◆ **INSTRUCTIONS FOR THE TASK**:
What lines of the data below hold the string "logs"? Copy each one.

##############################

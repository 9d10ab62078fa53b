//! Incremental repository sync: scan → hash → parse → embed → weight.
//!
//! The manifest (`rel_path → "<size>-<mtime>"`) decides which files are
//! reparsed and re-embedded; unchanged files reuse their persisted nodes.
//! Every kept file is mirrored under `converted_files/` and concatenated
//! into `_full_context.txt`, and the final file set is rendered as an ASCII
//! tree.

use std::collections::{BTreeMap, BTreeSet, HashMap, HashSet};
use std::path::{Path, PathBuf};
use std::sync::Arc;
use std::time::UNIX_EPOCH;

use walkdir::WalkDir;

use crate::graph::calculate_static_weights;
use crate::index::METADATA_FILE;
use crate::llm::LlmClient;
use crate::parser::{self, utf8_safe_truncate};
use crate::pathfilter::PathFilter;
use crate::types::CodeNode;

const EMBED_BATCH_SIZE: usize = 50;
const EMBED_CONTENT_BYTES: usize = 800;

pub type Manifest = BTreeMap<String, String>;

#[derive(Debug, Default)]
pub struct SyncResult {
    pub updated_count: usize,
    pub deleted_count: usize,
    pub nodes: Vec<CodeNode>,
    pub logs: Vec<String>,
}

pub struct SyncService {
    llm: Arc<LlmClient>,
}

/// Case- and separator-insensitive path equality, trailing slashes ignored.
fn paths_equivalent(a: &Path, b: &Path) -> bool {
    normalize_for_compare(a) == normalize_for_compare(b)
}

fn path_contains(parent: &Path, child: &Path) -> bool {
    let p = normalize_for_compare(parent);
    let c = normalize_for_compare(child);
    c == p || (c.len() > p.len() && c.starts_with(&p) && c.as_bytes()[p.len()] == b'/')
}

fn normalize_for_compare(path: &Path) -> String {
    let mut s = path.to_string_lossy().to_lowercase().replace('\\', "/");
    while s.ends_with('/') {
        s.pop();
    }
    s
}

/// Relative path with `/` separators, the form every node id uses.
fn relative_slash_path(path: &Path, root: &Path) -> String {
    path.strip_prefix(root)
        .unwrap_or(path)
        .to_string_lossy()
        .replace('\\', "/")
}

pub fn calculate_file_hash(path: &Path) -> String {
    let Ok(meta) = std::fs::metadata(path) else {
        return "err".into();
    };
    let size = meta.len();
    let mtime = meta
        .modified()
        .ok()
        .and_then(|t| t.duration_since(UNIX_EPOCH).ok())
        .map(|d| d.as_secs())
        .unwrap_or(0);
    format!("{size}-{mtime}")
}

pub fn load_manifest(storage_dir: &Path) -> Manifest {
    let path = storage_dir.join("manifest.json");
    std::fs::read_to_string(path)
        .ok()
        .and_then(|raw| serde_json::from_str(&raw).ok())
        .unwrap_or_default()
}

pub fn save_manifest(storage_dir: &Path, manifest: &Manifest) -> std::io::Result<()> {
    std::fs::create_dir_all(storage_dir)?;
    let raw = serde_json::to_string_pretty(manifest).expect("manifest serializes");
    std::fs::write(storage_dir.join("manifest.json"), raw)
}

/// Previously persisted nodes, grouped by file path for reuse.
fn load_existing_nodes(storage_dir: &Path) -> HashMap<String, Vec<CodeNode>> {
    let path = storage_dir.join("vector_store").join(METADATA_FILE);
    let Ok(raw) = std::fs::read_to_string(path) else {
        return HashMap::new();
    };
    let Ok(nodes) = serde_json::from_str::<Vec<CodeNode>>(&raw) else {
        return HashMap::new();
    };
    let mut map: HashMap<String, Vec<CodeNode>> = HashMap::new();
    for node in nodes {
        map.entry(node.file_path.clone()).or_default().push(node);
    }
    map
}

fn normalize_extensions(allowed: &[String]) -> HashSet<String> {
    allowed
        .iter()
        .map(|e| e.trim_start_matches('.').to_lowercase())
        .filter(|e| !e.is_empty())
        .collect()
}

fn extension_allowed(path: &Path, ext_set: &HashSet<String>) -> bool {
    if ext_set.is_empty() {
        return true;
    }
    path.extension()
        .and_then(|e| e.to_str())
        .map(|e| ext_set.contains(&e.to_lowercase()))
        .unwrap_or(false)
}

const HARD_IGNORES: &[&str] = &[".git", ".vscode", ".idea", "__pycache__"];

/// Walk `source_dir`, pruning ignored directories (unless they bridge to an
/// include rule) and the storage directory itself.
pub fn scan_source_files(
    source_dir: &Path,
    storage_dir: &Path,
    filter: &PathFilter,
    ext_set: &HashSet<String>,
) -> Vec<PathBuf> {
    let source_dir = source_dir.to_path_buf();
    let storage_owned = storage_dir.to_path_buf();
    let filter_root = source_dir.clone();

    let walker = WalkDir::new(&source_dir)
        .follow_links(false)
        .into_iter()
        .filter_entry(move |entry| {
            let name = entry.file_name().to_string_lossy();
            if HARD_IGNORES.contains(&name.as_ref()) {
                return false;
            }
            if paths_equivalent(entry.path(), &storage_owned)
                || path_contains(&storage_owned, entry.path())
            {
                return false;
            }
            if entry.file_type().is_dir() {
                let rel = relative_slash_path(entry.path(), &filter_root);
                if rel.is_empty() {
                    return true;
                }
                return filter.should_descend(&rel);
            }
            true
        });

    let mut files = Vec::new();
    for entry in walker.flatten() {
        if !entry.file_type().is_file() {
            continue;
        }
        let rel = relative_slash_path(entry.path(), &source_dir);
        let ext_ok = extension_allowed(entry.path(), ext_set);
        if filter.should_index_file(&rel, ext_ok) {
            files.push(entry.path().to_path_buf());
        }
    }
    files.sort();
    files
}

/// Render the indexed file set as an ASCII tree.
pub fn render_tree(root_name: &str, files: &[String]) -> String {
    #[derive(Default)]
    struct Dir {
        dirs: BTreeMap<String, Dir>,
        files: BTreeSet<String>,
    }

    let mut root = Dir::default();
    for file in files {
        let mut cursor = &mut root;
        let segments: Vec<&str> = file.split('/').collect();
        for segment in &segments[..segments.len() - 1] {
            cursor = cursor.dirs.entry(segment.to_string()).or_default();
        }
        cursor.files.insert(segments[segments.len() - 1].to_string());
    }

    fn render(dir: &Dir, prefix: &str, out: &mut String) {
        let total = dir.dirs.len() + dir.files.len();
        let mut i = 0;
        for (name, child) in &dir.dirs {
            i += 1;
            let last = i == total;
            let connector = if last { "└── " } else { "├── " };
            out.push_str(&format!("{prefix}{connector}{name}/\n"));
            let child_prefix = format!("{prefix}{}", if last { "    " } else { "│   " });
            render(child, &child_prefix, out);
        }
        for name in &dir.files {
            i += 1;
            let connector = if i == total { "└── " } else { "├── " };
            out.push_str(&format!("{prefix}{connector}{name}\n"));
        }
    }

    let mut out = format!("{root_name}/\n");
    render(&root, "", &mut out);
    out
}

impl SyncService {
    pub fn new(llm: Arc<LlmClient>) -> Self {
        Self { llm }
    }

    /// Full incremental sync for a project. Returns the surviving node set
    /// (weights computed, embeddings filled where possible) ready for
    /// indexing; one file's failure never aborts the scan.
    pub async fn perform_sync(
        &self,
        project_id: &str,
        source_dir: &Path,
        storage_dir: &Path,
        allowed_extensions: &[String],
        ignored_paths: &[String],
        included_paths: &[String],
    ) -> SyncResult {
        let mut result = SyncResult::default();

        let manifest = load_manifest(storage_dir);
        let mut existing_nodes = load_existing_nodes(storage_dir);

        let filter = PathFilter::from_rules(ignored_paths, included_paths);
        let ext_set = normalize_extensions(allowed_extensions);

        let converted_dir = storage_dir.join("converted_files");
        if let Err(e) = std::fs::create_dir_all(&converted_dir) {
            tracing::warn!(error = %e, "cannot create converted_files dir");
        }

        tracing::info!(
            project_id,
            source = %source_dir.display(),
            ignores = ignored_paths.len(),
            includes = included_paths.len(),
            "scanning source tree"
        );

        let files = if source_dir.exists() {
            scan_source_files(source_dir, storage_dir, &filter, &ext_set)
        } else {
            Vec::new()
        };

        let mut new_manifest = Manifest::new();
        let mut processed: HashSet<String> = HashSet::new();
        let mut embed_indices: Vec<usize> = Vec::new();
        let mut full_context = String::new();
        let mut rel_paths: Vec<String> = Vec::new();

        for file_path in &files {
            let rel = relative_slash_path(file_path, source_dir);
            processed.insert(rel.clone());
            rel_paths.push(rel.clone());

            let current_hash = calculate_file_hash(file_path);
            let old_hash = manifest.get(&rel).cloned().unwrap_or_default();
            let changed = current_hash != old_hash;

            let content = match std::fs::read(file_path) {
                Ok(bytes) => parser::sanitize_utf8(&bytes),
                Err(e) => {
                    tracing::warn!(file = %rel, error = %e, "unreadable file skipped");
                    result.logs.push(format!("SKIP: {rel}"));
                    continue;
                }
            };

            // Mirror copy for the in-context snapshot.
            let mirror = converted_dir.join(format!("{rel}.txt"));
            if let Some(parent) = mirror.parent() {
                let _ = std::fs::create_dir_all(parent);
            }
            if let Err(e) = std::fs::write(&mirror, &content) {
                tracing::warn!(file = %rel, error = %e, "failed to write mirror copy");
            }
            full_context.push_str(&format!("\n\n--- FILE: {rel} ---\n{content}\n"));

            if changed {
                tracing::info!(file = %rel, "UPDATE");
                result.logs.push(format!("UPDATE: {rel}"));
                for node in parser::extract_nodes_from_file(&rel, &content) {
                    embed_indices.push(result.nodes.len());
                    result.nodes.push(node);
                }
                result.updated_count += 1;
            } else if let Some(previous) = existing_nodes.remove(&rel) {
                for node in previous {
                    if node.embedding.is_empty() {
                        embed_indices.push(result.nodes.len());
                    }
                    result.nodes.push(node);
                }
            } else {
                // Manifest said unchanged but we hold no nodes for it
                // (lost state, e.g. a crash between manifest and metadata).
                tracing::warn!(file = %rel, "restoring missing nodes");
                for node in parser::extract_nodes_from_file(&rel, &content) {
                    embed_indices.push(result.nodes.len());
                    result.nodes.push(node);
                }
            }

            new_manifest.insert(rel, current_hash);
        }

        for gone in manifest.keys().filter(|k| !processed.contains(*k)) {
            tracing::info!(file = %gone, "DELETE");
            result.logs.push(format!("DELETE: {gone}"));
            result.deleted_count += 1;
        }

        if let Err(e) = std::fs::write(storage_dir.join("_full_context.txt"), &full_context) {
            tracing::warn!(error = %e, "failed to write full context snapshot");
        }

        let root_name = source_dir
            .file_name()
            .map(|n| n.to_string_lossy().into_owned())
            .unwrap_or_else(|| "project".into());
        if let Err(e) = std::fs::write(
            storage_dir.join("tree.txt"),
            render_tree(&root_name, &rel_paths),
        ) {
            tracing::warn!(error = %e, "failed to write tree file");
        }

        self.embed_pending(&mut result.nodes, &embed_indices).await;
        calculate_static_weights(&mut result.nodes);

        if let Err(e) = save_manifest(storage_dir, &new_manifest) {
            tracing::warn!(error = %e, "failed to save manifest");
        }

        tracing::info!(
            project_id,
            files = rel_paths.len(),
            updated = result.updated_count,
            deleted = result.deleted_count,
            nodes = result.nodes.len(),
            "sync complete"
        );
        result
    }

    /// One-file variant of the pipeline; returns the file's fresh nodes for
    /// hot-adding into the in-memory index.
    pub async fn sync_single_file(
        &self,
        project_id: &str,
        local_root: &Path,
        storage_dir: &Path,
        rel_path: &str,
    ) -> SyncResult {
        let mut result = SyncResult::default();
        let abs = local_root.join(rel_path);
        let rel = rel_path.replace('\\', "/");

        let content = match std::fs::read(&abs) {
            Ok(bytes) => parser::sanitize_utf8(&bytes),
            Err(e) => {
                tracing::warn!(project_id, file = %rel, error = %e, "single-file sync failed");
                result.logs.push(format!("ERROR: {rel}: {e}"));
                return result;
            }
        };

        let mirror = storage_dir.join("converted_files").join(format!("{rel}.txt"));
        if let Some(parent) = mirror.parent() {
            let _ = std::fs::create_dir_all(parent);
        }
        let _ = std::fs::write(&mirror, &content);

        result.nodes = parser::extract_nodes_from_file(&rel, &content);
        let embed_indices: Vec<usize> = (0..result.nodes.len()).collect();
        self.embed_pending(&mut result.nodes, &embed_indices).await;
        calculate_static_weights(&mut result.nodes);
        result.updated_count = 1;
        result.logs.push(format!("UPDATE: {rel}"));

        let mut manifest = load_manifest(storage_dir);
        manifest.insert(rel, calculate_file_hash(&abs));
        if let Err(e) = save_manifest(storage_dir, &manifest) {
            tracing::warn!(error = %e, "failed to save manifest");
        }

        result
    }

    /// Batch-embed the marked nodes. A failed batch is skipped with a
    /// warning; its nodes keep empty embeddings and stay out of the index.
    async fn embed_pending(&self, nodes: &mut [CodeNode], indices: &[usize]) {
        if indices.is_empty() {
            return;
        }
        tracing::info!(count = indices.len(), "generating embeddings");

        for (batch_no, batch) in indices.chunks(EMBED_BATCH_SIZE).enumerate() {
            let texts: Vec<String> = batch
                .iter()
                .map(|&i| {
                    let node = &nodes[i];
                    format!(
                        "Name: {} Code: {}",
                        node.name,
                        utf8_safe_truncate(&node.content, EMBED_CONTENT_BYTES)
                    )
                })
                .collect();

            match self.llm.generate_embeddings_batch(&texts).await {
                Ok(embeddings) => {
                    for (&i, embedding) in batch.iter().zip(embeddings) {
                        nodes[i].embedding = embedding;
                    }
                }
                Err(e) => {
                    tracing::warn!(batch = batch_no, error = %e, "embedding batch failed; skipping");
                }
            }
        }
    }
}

##############################

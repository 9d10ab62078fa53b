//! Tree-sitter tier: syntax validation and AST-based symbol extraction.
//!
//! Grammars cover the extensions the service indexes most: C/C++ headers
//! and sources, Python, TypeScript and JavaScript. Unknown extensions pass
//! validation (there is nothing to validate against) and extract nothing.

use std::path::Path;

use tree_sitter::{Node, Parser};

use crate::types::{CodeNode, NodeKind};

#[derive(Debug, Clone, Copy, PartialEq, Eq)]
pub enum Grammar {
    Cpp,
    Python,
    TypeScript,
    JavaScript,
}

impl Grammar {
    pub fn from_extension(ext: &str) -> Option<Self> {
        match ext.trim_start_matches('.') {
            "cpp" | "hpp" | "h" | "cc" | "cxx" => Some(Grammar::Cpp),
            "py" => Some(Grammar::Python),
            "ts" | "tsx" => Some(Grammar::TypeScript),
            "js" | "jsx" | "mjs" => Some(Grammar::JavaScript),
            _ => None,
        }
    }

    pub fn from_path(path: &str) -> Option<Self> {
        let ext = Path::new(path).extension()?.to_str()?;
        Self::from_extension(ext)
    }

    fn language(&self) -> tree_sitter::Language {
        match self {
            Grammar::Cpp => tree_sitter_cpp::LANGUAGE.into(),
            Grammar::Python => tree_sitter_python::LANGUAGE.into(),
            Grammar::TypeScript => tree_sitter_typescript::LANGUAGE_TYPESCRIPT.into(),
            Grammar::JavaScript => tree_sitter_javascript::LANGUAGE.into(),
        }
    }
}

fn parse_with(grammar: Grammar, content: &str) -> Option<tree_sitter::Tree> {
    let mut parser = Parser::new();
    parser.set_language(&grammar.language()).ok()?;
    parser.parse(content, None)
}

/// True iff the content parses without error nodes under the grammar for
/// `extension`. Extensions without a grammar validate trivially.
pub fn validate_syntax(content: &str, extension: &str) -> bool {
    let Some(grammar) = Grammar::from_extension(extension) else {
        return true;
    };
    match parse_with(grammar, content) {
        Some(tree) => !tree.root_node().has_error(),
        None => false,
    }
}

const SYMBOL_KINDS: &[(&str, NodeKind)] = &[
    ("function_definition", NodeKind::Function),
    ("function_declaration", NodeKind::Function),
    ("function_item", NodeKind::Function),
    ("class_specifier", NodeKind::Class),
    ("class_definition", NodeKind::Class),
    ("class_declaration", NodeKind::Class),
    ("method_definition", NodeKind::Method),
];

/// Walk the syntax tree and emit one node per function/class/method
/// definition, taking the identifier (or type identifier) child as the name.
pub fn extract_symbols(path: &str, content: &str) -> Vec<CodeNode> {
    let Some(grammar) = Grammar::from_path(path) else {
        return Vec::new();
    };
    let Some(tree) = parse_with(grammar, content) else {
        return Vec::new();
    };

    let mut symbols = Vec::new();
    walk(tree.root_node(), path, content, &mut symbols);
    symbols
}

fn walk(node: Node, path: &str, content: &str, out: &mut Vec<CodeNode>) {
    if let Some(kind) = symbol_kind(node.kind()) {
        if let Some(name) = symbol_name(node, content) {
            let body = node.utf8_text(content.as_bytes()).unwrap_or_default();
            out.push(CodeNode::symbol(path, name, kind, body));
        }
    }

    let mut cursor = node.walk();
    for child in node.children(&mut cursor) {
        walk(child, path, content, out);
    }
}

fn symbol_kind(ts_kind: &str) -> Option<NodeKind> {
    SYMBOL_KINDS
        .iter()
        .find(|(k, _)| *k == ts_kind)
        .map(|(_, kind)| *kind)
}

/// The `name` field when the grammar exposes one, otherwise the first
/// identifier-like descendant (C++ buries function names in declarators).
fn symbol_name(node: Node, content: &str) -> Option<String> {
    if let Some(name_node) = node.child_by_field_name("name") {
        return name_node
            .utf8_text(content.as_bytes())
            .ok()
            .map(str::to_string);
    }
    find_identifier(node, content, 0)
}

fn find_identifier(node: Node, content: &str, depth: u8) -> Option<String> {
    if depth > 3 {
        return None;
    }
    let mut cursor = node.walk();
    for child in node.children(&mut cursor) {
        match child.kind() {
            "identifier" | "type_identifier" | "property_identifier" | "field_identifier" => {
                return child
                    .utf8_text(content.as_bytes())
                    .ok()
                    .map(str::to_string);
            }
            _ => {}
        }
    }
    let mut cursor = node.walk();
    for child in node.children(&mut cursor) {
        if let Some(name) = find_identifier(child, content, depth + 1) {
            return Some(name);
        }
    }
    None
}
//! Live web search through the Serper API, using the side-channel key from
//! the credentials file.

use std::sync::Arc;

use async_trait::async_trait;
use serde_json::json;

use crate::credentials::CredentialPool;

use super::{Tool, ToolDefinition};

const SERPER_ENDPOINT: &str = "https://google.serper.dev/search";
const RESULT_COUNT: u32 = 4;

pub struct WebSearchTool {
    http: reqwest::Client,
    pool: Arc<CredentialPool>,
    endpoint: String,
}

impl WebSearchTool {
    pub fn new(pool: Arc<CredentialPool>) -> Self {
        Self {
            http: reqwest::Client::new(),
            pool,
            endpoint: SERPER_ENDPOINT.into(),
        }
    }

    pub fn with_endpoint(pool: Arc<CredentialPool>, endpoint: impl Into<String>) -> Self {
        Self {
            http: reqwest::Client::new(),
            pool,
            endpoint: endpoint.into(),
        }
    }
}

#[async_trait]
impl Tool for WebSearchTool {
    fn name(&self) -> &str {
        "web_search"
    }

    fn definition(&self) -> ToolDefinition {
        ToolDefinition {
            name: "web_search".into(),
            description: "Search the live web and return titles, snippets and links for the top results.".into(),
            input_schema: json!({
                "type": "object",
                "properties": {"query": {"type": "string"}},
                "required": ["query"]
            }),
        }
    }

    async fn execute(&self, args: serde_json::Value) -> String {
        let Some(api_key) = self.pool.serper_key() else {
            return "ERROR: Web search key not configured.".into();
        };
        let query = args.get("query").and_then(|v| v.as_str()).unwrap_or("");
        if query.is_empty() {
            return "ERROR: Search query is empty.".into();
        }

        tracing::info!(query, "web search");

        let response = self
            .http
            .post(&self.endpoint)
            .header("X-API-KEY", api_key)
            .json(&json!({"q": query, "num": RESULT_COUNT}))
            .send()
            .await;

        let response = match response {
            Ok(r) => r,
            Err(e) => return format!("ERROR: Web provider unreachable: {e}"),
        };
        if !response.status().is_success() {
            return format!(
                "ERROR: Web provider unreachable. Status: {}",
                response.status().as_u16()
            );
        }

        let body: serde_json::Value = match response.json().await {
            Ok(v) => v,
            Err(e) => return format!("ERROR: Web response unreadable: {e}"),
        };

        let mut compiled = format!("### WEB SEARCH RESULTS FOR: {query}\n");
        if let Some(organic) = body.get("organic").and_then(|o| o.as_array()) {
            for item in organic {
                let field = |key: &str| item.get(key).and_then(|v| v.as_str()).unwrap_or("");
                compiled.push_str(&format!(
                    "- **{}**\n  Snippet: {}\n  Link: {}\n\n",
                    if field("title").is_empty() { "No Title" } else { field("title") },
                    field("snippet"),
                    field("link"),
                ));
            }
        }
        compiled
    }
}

##############################

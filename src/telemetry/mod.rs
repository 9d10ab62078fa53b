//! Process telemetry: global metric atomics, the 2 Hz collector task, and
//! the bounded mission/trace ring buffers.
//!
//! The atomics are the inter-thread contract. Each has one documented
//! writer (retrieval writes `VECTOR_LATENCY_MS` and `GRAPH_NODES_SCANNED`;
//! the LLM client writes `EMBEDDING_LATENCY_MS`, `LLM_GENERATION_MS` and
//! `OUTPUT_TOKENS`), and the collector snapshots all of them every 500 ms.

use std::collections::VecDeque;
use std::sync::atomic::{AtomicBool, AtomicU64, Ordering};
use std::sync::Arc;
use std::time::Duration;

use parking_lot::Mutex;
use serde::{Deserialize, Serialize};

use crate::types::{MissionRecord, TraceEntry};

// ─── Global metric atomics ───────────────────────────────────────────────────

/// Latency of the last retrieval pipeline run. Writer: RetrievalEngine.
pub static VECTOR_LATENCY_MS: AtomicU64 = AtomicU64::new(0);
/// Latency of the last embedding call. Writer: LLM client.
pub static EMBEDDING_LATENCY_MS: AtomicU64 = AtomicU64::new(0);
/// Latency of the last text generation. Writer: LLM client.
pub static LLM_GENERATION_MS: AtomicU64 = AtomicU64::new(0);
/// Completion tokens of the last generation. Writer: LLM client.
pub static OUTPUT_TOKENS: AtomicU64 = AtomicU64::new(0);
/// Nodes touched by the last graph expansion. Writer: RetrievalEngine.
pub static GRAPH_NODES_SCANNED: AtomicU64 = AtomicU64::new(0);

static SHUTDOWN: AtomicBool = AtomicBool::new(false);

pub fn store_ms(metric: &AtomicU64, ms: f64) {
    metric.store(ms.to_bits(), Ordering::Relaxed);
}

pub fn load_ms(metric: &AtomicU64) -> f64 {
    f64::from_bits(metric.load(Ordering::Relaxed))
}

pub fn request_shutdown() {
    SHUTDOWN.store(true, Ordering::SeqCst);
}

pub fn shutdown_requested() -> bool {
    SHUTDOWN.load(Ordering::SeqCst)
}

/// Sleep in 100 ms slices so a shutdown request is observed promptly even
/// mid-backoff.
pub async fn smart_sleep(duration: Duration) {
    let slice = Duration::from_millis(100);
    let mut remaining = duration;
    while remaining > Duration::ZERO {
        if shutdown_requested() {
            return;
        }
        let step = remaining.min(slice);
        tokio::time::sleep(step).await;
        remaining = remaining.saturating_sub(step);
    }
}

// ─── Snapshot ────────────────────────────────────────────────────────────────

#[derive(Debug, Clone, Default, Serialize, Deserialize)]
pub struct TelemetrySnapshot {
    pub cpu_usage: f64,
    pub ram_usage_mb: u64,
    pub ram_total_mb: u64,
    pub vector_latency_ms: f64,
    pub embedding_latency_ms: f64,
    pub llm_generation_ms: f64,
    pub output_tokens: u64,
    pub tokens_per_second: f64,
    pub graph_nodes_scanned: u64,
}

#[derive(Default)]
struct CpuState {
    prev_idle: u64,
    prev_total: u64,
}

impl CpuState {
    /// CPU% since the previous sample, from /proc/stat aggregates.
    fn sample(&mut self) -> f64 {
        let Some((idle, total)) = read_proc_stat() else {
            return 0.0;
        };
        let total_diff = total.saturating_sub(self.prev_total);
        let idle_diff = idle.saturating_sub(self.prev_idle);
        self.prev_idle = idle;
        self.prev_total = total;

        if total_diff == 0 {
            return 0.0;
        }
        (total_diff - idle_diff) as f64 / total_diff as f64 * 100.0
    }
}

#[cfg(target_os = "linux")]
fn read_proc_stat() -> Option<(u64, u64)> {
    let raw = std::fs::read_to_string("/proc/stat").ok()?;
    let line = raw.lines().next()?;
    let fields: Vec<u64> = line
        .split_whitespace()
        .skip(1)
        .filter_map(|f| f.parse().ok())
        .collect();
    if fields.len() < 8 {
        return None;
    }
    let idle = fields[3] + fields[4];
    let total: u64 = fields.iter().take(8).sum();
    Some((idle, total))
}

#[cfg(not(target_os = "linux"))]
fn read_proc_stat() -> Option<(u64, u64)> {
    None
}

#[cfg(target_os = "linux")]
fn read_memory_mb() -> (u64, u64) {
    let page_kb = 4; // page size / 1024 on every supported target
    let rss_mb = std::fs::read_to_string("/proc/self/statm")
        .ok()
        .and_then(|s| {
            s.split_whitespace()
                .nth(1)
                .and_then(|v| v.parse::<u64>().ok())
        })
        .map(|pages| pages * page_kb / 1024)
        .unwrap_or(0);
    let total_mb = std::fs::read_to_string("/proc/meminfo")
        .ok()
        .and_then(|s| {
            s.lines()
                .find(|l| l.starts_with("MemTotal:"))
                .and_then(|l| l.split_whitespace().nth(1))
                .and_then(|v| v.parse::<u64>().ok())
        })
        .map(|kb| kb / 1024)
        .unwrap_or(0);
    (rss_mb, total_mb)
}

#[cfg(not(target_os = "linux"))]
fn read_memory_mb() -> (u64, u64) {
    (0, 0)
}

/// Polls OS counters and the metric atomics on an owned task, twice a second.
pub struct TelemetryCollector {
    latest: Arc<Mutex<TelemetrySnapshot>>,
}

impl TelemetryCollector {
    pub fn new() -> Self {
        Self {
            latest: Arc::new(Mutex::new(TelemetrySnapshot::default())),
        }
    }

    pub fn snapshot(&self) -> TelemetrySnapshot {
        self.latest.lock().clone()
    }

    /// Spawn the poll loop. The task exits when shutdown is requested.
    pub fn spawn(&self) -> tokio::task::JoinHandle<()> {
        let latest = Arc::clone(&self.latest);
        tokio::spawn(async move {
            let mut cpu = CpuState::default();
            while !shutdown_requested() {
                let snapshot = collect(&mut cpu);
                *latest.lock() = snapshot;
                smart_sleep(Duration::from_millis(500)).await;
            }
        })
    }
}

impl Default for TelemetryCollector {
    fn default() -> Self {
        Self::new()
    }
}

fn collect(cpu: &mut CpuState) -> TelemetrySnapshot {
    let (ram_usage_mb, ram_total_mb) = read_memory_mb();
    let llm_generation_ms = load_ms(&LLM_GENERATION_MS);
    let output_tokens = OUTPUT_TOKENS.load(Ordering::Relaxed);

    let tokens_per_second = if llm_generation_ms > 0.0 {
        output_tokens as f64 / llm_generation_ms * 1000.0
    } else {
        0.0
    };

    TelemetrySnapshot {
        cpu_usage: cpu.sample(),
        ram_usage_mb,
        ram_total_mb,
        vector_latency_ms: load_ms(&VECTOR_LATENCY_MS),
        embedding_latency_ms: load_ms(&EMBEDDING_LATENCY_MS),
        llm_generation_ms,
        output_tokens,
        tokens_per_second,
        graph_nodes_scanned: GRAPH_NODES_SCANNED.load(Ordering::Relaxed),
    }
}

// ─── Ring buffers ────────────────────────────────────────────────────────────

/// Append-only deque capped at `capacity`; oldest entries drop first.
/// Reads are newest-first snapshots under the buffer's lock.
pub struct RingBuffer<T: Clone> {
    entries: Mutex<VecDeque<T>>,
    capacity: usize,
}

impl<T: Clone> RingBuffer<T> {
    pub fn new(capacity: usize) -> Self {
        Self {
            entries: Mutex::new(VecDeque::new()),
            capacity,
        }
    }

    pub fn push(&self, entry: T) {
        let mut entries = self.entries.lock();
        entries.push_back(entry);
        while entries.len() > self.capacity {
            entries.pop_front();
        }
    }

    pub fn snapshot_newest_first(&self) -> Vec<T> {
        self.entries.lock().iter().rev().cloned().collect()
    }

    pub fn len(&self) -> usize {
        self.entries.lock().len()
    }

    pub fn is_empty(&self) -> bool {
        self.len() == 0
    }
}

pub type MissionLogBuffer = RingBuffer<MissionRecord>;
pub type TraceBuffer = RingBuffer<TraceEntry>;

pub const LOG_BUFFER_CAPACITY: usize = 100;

##############################

◆ **ANSWER TO THE PROBLEM**:
    pub logs: Vec<String>,
                    result.logs.push(format!("SKIP: {rel}"));
                result.logs.push(format!("UPDATE: {rel}"));
            result.logs.push(format!("DELETE: {gone}"));
                result.logs.push(format!("ERROR: {rel}: {e}"));
        result.logs.push(format!("UPDATE: {rel}"));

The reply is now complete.